Exercise brief
Return each line of the listing that contains the string "Document".

Recorded information
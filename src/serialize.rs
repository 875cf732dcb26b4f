// Copyright 2014-2017 The arbor Project Developers. See the
// COPYRIGHT file at the top-level directory of this distribution.
//
// Licensed under the Apache License, Version 2.0 <LICENSE-APACHE or
// http://www.apache.org/licenses/LICENSE-2.0> or the MIT license
// <LICENSE-MIT or http://opensource.org/licenses/MIT>, at your
// option. This file may not be copied, modified, or distributed
// except according to those terms.

//! Serializing a DOM subtree back to HTML text.
//!
//! This is the [fragment serialization algorithm]. Note that parsing the
//! output is not guaranteed to give back the exact input; what is stable is
//! the tree shape (serialize, reparse, serialize again is a fixed point).
//!
//! [fragment serialization algorithm]: https://html.spec.whatwg.org/multipage/#serialising-html-fragments

use std::io::{self, Write};

use crate::dom::{Handle, NodeData};
use crate::interface::{Namespace, QualName};

//§ serializing-html-fragments
pub trait Serializable {
    fn serialize<Wr: Write>(
        &self,
        serializer: &mut Serializer<'_, Wr>,
        traversal_scope: TraversalScope,
    ) -> io::Result<()>;
}

#[derive(PartialEq, Eq, Copy, Clone, Debug)]
pub enum TraversalScope {
    /// Serialize the receiver itself and its subtree ("outer HTML").
    IncludeNode,
    /// Serialize only the receiver's children ("inner HTML").
    ChildrenOnly,
}

pub fn serialize<Wr: Write, T: Serializable>(
    writer: &mut Wr,
    node: &T,
    opts: SerializeOpts,
) -> io::Result<()> {
    let traversal_scope = opts.traversal_scope;
    let mut ser = Serializer::new(writer, opts);
    node.serialize(&mut ser, traversal_scope)
}

#[derive(Copy, Clone)]
pub struct SerializeOpts {
    /// Is scripting enabled? This decides whether `<noscript>` contents are
    /// written escaped or verbatim.
    pub scripting_enabled: bool,

    /// Serialize the root node or only its children. Default: `ChildrenOnly`.
    pub traversal_scope: TraversalScope,
}

impl Default for SerializeOpts {
    fn default() -> SerializeOpts {
        SerializeOpts {
            scripting_enabled: false,
            traversal_scope: TraversalScope::ChildrenOnly,
        }
    }
}

struct ElemInfo {
    html_name: Option<&'static str>,
    ignore_children: bool,
    processed_first_child: bool,
}

pub struct Serializer<'wr, Wr> {
    writer: &'wr mut Wr,
    opts: SerializeOpts,
    stack: Vec<ElemInfo>,
}

/// The elements which are serialized without an end tag.
fn is_void_element(name: &str) -> bool {
    matches!(
        name,
        "area"
            | "base"
            | "basefont"
            | "bgsound"
            | "br"
            | "col"
            | "embed"
            | "frame"
            | "hr"
            | "img"
            | "input"
            | "keygen"
            | "link"
            | "meta"
            | "param"
            | "source"
            | "track"
            | "wbr"
    )
}

/// Intern the handful of names `write_text` needs to look at later.
fn tracked_html_name(name: &str) -> Option<&'static str> {
    Some(match name {
        "pre" => "pre",
        "textarea" => "textarea",
        "listing" => "listing",
        "style" => "style",
        "script" => "script",
        "xmp" => "xmp",
        "iframe" => "iframe",
        "noembed" => "noembed",
        "noframes" => "noframes",
        "plaintext" => "plaintext",
        "noscript" => "noscript",
        _ => return None,
    })
}

impl<'wr, Wr: Write> Serializer<'wr, Wr> {
    fn new(writer: &'wr mut Wr, opts: SerializeOpts) -> Serializer<'wr, Wr> {
        Serializer {
            writer,
            opts,
            stack: vec![ElemInfo {
                html_name: None,
                ignore_children: false,
                processed_first_child: false,
            }],
        }
    }

    fn parent(&mut self) -> &mut ElemInfo {
        self.stack.last_mut().expect("no parent ElemInfo")
    }

    fn write_escaped(&mut self, text: &str, attr_mode: bool) -> io::Result<()> {
        for c in text.chars() {
            match c {
                '&' => self.writer.write_all(b"&amp;"),
                '\u{00A0}' => self.writer.write_all(b"&nbsp;"),
                '"' if attr_mode => self.writer.write_all(b"&quot;"),
                '<' if !attr_mode => self.writer.write_all(b"&lt;"),
                '>' if !attr_mode => self.writer.write_all(b"&gt;"),
                c => self.writer.write_all(c.encode_utf8(&mut [0; 4]).as_bytes()),
            }?;
        }
        Ok(())
    }

    pub fn start_elem<'a, AttrIter>(&mut self, name: &QualName, attrs: AttrIter) -> io::Result<()>
    where
        AttrIter: Iterator<Item = (&'a str, &'a str)>,
    {
        let html_name = match name.ns {
            Namespace::Html => tracked_html_name(&name.local),
            _ => None,
        };

        if self.parent().ignore_children {
            self.stack.push(ElemInfo {
                html_name,
                ignore_children: true,
                processed_first_child: false,
            });
            return Ok(());
        }

        self.writer.write_all(b"<")?;
        self.writer.write_all(name.local.as_bytes())?;
        for (attr_name, value) in attrs {
            self.writer.write_all(b" ")?;
            self.writer.write_all(attr_name.as_bytes())?;
            self.writer.write_all(b"=\"")?;
            self.write_escaped(value, true)?;
            self.writer.write_all(b"\"")?;
        }
        self.writer.write_all(b">")?;

        let ignore_children = name.ns == Namespace::Html && is_void_element(&name.local);

        self.parent().processed_first_child = true;

        self.stack.push(ElemInfo {
            html_name,
            ignore_children,
            processed_first_child: false,
        });

        Ok(())
    }

    pub fn end_elem(&mut self, name: &QualName) -> io::Result<()> {
        let info = self.stack.pop().expect("no ElemInfo");
        if info.ignore_children {
            return Ok(());
        }

        self.writer.write_all(b"</")?;
        self.writer.write_all(name.local.as_bytes())?;
        self.writer.write_all(b">")
    }

    pub fn write_text(&mut self, text: &str) -> io::Result<()> {
        let prepend_lf = text.starts_with('\n') && {
            let parent = self.parent();
            !parent.processed_first_child
                && matches!(parent.html_name, Some("pre" | "textarea" | "listing"))
        };

        if prepend_lf {
            self.writer.write_all(b"\n")?;
        }

        let escape = match self.parent().html_name {
            Some(
                "style" | "script" | "xmp" | "iframe" | "noembed" | "noframes" | "plaintext",
            ) => false,

            Some("noscript") => !self.opts.scripting_enabled,

            _ => true,
        };

        if escape {
            self.write_escaped(text, false)
        } else {
            self.writer.write_all(text.as_bytes())
        }
    }

    pub fn write_comment(&mut self, text: &str) -> io::Result<()> {
        self.writer.write_all(b"<!--")?;
        self.writer.write_all(text.as_bytes())?;
        self.writer.write_all(b"-->")
    }

    pub fn write_doctype(&mut self, name: &str) -> io::Result<()> {
        self.writer.write_all(b"<!DOCTYPE ")?;
        self.writer.write_all(name.as_bytes())?;
        self.writer.write_all(b">")
    }
}

impl Serializable for Handle {
    fn serialize<Wr: Write>(
        &self,
        serializer: &mut Serializer<'_, Wr>,
        traversal_scope: TraversalScope,
    ) -> io::Result<()> {
        match (traversal_scope, &self.data) {
            (_, NodeData::Element { name, attrs, .. }) => {
                if traversal_scope == TraversalScope::IncludeNode {
                    let attrs = attrs.borrow();
                    serializer.start_elem(name, attrs.iter())?;
                }

                // A template element serializes its template contents.
                let children = match self.template_contents() {
                    Some(ref contents) => contents.children(),
                    None => self.children(),
                };
                for handle in children {
                    handle.serialize(serializer, TraversalScope::IncludeNode)?;
                }

                if traversal_scope == TraversalScope::IncludeNode {
                    serializer.end_elem(name)?;
                }
                Ok(())
            },

            (TraversalScope::ChildrenOnly, NodeData::Document) => {
                for handle in self.children() {
                    handle.serialize(serializer, TraversalScope::IncludeNode)?;
                }
                Ok(())
            },

            (TraversalScope::ChildrenOnly, _) => Ok(()),

            (TraversalScope::IncludeNode, NodeData::Doctype { name, .. }) => {
                serializer.write_doctype(name)
            },
            (TraversalScope::IncludeNode, NodeData::Text { contents }) => {
                serializer.write_text(&contents.borrow())
            },
            (TraversalScope::IncludeNode, NodeData::Comment { contents }) => {
                serializer.write_comment(contents)
            },

            (TraversalScope::IncludeNode, NodeData::Document) => {
                panic!("Can't serialize Document node itself")
            },
        }
    }
}

impl Handle {
    /// The markup of this node's subtree, the node itself included.
    pub fn outer_html(&self) -> String {
        let mut buf = Vec::new();
        serialize(
            &mut buf,
            self,
            SerializeOpts {
                traversal_scope: TraversalScope::IncludeNode,
                ..Default::default()
            },
        )
        .expect("writing to a Vec cannot fail");
        String::from_utf8(buf).expect("serializer wrote invalid UTF-8")
    }

    /// The markup of this node's children.
    pub fn inner_html(&self) -> String {
        let mut buf = Vec::new();
        serialize(&mut buf, self, SerializeOpts::default())
            .expect("writing to a Vec cannot fail");
        String::from_utf8(buf).expect("serializer wrote invalid UTF-8")
    }
}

Answer area
            (TraversalScope::ChildrenOnly, NodeData::Document) => {
            (TraversalScope::IncludeNode, NodeData::Document) => {
                panic!("Can't serialize Document node itself")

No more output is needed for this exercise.